(Stored data entries)
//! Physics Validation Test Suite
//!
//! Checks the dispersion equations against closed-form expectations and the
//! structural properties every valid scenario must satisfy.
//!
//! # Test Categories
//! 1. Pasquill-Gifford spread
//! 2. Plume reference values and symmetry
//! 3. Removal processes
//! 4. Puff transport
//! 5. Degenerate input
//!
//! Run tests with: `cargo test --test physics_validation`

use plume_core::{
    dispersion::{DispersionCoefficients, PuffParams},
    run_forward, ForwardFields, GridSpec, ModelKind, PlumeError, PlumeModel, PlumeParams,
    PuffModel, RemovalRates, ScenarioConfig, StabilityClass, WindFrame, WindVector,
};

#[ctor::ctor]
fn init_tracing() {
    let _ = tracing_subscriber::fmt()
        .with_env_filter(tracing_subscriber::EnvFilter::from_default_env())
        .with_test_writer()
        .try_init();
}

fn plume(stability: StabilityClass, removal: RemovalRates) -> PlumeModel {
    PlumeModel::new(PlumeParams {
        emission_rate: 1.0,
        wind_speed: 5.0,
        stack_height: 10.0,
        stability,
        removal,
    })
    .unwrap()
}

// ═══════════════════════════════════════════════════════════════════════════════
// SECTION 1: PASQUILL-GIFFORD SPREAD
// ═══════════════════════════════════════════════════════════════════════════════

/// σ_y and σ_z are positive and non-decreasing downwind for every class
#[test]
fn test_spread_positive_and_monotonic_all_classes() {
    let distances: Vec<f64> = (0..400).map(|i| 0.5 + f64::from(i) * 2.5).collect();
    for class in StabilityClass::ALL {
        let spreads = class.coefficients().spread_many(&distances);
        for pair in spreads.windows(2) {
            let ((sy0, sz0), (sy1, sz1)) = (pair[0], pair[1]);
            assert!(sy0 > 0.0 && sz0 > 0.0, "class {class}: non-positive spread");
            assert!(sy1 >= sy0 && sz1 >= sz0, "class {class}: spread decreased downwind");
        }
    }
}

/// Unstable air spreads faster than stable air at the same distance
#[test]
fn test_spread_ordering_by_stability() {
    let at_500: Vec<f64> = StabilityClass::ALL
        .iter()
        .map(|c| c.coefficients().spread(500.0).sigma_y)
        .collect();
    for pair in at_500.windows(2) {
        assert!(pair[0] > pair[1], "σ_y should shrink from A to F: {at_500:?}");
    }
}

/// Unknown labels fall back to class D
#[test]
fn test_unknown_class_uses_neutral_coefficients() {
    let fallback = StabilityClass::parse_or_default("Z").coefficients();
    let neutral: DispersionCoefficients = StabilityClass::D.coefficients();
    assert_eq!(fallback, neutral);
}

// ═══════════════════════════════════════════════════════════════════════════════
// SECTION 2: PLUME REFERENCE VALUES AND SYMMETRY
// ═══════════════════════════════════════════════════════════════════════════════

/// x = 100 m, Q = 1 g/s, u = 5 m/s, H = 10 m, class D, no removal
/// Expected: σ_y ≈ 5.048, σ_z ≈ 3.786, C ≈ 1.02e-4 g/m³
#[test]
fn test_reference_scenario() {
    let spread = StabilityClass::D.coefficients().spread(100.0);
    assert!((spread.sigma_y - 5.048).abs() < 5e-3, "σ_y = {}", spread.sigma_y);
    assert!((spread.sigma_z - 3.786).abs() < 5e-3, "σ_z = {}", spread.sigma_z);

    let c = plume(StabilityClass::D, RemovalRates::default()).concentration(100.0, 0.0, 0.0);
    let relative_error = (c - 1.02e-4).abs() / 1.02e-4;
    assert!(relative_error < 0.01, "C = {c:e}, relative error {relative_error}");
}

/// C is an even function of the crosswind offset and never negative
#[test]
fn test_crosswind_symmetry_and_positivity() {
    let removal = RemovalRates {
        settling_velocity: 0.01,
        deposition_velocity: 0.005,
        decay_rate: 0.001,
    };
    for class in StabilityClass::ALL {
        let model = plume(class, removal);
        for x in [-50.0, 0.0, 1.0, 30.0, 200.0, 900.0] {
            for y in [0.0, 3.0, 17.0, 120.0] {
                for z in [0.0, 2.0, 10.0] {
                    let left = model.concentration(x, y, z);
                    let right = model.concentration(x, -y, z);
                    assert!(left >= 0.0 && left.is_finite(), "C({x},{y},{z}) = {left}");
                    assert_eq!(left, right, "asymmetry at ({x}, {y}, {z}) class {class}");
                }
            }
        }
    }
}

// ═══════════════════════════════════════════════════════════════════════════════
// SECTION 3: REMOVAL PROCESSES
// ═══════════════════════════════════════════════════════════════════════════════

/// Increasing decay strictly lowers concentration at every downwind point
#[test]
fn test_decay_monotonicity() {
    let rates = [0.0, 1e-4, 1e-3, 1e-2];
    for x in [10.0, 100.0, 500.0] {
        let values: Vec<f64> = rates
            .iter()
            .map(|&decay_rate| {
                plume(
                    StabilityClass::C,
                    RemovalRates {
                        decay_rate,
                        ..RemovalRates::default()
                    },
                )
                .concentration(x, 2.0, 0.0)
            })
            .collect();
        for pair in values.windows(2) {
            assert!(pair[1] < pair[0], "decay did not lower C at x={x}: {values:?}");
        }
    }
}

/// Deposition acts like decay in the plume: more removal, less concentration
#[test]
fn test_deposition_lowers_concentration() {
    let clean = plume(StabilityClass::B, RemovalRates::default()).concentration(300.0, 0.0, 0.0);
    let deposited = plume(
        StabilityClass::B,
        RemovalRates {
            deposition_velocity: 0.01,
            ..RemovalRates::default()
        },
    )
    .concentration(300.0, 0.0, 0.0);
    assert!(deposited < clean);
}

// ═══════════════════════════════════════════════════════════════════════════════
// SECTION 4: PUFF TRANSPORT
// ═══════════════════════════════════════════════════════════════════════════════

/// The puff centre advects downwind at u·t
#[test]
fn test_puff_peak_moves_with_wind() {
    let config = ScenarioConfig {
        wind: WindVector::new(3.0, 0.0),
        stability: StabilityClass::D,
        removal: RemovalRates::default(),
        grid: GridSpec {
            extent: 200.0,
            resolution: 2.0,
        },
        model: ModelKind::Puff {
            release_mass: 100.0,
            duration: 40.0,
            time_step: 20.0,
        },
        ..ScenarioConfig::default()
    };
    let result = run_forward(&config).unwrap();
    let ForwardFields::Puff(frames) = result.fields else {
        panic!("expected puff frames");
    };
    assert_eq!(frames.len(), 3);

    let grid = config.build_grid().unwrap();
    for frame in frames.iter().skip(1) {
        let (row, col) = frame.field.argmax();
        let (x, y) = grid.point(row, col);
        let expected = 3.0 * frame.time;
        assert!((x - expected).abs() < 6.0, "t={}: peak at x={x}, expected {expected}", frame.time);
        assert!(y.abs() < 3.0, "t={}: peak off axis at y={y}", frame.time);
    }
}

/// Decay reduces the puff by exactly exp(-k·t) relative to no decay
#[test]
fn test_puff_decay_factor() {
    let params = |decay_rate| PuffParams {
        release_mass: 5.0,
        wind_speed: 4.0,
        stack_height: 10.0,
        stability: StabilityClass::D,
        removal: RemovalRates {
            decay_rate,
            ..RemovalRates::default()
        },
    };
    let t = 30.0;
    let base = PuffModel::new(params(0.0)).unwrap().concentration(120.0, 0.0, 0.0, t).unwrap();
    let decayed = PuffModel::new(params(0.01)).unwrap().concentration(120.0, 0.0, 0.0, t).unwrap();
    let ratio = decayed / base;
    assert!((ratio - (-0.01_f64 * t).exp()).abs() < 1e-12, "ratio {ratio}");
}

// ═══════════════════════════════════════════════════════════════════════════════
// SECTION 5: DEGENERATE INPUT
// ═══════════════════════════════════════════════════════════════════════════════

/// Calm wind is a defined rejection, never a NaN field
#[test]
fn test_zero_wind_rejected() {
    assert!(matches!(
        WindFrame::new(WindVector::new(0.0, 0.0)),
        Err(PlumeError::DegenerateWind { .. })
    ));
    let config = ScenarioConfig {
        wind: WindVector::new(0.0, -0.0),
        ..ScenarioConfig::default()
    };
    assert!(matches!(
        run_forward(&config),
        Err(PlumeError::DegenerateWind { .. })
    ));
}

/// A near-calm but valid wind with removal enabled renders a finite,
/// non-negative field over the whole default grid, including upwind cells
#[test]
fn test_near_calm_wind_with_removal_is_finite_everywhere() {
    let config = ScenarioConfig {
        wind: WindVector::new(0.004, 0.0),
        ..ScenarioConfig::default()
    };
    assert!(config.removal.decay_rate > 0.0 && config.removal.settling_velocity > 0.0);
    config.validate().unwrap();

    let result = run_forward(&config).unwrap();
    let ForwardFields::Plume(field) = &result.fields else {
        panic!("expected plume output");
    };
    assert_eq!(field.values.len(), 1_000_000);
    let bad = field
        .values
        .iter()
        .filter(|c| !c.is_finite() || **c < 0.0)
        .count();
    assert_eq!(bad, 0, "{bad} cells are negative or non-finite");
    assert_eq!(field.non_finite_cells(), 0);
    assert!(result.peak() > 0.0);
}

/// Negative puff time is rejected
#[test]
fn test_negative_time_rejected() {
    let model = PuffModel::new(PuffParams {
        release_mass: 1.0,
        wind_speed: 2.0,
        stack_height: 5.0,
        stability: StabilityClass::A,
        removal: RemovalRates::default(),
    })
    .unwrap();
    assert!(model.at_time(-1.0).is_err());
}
---
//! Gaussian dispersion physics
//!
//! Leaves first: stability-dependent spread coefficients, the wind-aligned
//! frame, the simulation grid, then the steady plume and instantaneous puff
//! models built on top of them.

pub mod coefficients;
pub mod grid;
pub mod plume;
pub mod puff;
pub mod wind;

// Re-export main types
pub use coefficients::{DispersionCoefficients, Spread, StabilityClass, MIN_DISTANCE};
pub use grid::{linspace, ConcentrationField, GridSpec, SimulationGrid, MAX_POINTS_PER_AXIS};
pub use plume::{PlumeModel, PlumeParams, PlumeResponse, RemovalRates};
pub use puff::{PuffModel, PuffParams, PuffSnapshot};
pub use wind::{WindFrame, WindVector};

» WORK INSTRUCTIONS
Return, unchanged, the run of lines above that opens with the line containing "removal, less concentration" and closes with the line containing "let expected = 3.0 * frame.time;". Include both.

» EXERCISE OUTPUT
/// Deposition acts like decay in the plume: more removal, less concentration
#[test]
fn test_deposition_lowers_concentration() {
    let clean = plume(StabilityClass::B, RemovalRates::default()).concentration(300.0, 0.0, 0.0);
    let deposited = plume(
        StabilityClass::B,
        RemovalRates {
            deposition_velocity: 0.01,
            ..RemovalRates::default()
        },
    )
    .concentration(300.0, 0.0, 0.0);
    assert!(deposited < clean);
}

// ═══════════════════════════════════════════════════════════════════════════════
// SECTION 4: PUFF TRANSPORT
// ═══════════════════════════════════════════════════════════════════════════════

/// The puff centre advects downwind at u·t
#[test]
fn test_puff_peak_moves_with_wind() {
    let config = ScenarioConfig {
        wind: WindVector::new(3.0, 0.0),
        stability: StabilityClass::D,
        removal: RemovalRates::default(),
        grid: GridSpec {
            extent: 200.0,
            resolution: 2.0,
        },
        model: ModelKind::Puff {
            release_mass: 100.0,
            duration: 40.0,
            time_step: 20.0,
        },
        ..ScenarioConfig::default()
    };
    let result = run_forward(&config).unwrap();
    let ForwardFields::Puff(frames) = result.fields else {
        panic!("expected puff frames");
    };
    assert_eq!(frames.len(), 3);

    let grid = config.build_grid().unwrap();
    for frame in frames.iter().skip(1) {
        let (row, col) = frame.field.argmax();
        let (x, y) = grid.point(row, col);
        let expected = 3.0 * frame.time;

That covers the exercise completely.